Mozaffarilegha Mozhgan, Gharaghani Sajjad
Laboratory of Bioinformatics and Drug Design (LBD), Institute of Biochemistry and Biophysics, University of Tehran, Tehran, Iran.
Front Pharmacol. 2025 Jul 17;16:1614758. doi: 10.3389/fphar.2025.1614758. eCollection 2025.
Combination therapies play a crucial role in the treatment of complex diseases, such as cancer. They enhance efficacy, minimize resistance, and reduce toxicity by leveraging synergistic effects. However, identifying effective combinations is challenging due to the vast number of possible pairings and the high-priced costs of experimental validation. Machine learning (ML) and deep learning (DL) models have advanced drug synergy prediction by integrating diverse datasets and modeling the interactions between drugs and cell lines. Despite these advancements, most algorithms primarily rely on drug-specific features, such as chemical structures, with limited incorporation of functional drug information and cellular content features.

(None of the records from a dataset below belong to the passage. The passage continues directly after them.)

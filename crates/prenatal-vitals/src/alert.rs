//! Alert records produced by the vital-sign evaluator

use serde::{Deserialize, Serialize};
use std::fmt;

/// Kinds of vital-sign alerts
#[derive(Debug, Clone, Copy, PartialEq, Eq, Hash, Serialize, Deserialize)]
#[serde(rename_all = "SCREAMING_SNAKE_CASE")]
pub enum AlertType {
    HighBloodPressure,
    LowBloodPressure,
    HighHeartRate,
    LowHeartRate,
    RapidWeightGain,
    HighGlucose,
    LowSpo2,
    ReducedFetalMovement,
}

impl AlertType {
    /// Wire name of the alert type
    pub fn as_str(&self) -> &'static str {
        match self {
            AlertType::HighBloodPressure => "HIGH_BLOOD_PRESSURE",
            AlertType::LowBloodPressure => "LOW_BLOOD_PRESSURE",
            AlertType::HighHeartRate => "HIGH_HEART_RATE",
            AlertType::LowHeartRate => "LOW_HEART_RATE",
            AlertType::RapidWeightGain => "RAPID_WEIGHT_GAIN",
            AlertType::HighGlucose => "HIGH_GLUCOSE",
            AlertType::LowSpo2 => "LOW_SPO2",
            AlertType::ReducedFetalMovement => "REDUCED_FETAL_MOVEMENT",
        }
    }
}

impl fmt::Display for AlertType {
    fn fmt(&self, f: &mut fmt::Formatter<'_>) -> fmt::Result {
        f.write_str(self.as_str())
    }
}

/// Alert severity, ordered `Info < Warning < Critical`
#[derive(Debug, Clone, Copy, PartialEq, Eq, PartialOrd, Ord, Hash, Serialize, Deserialize)]
#[serde(rename_all = "SCREAMING_SNAKE_CASE")]
pub enum AlertSeverity {
    /// Worth noting, no action required
    Info,
    /// Should be reviewed with the care team
    Warning,
    /// Immediate action required
    Critical,
}

impl AlertSeverity {
    pub fn as_str(&self) -> &'static str {
        match self {
            AlertSeverity::Info => "INFO",
            AlertSeverity::Warning => "WARNING",
            AlertSeverity::Critical => "CRITICAL",
        }
    }
}

impl fmt::Display for AlertSeverity {
    fn fmt(&self, f: &mut fmt::Formatter<'_>) -> fmt::Result {
        f.write_str(self.as_str())
    }
}

/// A single alert raised for a reading
#[derive(Debug, Clone, PartialEq, Eq, Serialize, Deserialize)]
pub struct VitalAlert {
    /// Alert kind
    #[serde(rename = "type")]
    pub alert_type: AlertType,
    /// Severity level
    pub severity: AlertSeverity,
    /// Human-readable message naming the triggering values
    pub message: String,
}

impl VitalAlert {
    pub fn new(alert_type: AlertType, severity: AlertSeverity, message: impl Into<String>) -> Self {
        Self {
            alert_type,
            severity,
            message: message.into(),
        }
    }

    /// Critical alerts need the patient or doctor to act now
    pub fn requires_immediate_attention(&self) -> bool {
        self.severity == AlertSeverity::Critical
    }
}

/// Highest severity among a set of alerts, `None` when there are none
pub fn highest_severity(alerts: &[VitalAlert]) -> Option<AlertSeverity> {
    alerts.iter().map(|a| a.severity).max()
}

We propose a novel approach that integrates Drug Resistance Signatures (DRS) as a biologically informed representation of drug information. This approach provides a more comprehensive framework for identifying effective combination therapies. We evaluated the predictive power of DRS features across various machine learning models (LASSO, Random Forest, AdaBoost, and XGBoost) and the deep learning model SynergyX. We compared their performance with that of conventional drug signatures and chemical structure-based descriptors.
Our results demonstrate that models incorporating DRS features consistently outperform traditional approaches across all evaluated algorithms. Validation on independent datasets, including ALMANAC, O'Neil, OncologyScreen, and DrugCombDB, confirms the robustness and generalizability of the proposed framework.
These findings emphasize the importance of integrating resistance-informed transcriptomic features into computational models. By capturing drug functionality in a biologically relevant context, DRS improves both the accuracy and interpretability of drug synergy prediction, offering a powerful strategy for guiding the discovery of effective combination therapies.
联合疗法在癌症等复杂疾病的治疗中发挥着关键作用。它们通过利用协同效应提高疗效、最小化耐药性并降低毒性。然而,由于可能的配对数量众多以及实验验证成本高昂,确定有效的联合疗法具有挑战性。机器学习(ML)和深度学习(DL)模型通过整合不同的数据集并对药物与细胞系之间的相互作用进行建模,推动了药物协同作用预测的发展。尽管有这些进展,但大多数算法主要依赖于药物特异性特征,如化学结构,而对功能药物信息和细胞内容特征的纳入有限。
我们提出了一种新颖的方法,将耐药特征(DRS)整合为药物信息的生物学信息表示。这种方法为确定有效的联合疗法提供了一个更全面的框架。我们评估了DRS特征在各种机器学习模型(LASSO、随机森林、AdaBoost和XGBoost)以及深度学习模型SynergyX中的预测能力。我们将它们的性能与传统药物特征和基于化学结构的描述符的性能进行了比较。
我们的结果表明,在所有评估算法中,纳入DRS特征的模型始终优于传统方法。在包括ALMANAC、奥尼尔、肿瘤筛查和药物组合数据库在内的独立数据集上的验证证实了所提出框架的稳健性和通用性。
这些发现强调了将耐药性信息转录组特征整合到计算模型中的重要性。通过在生物学相关背景下捕获药物功能,DRS提高了药物协同作用预测的准确性和可解释性,为指导有效联合疗法的发现提供了一种强大的策略。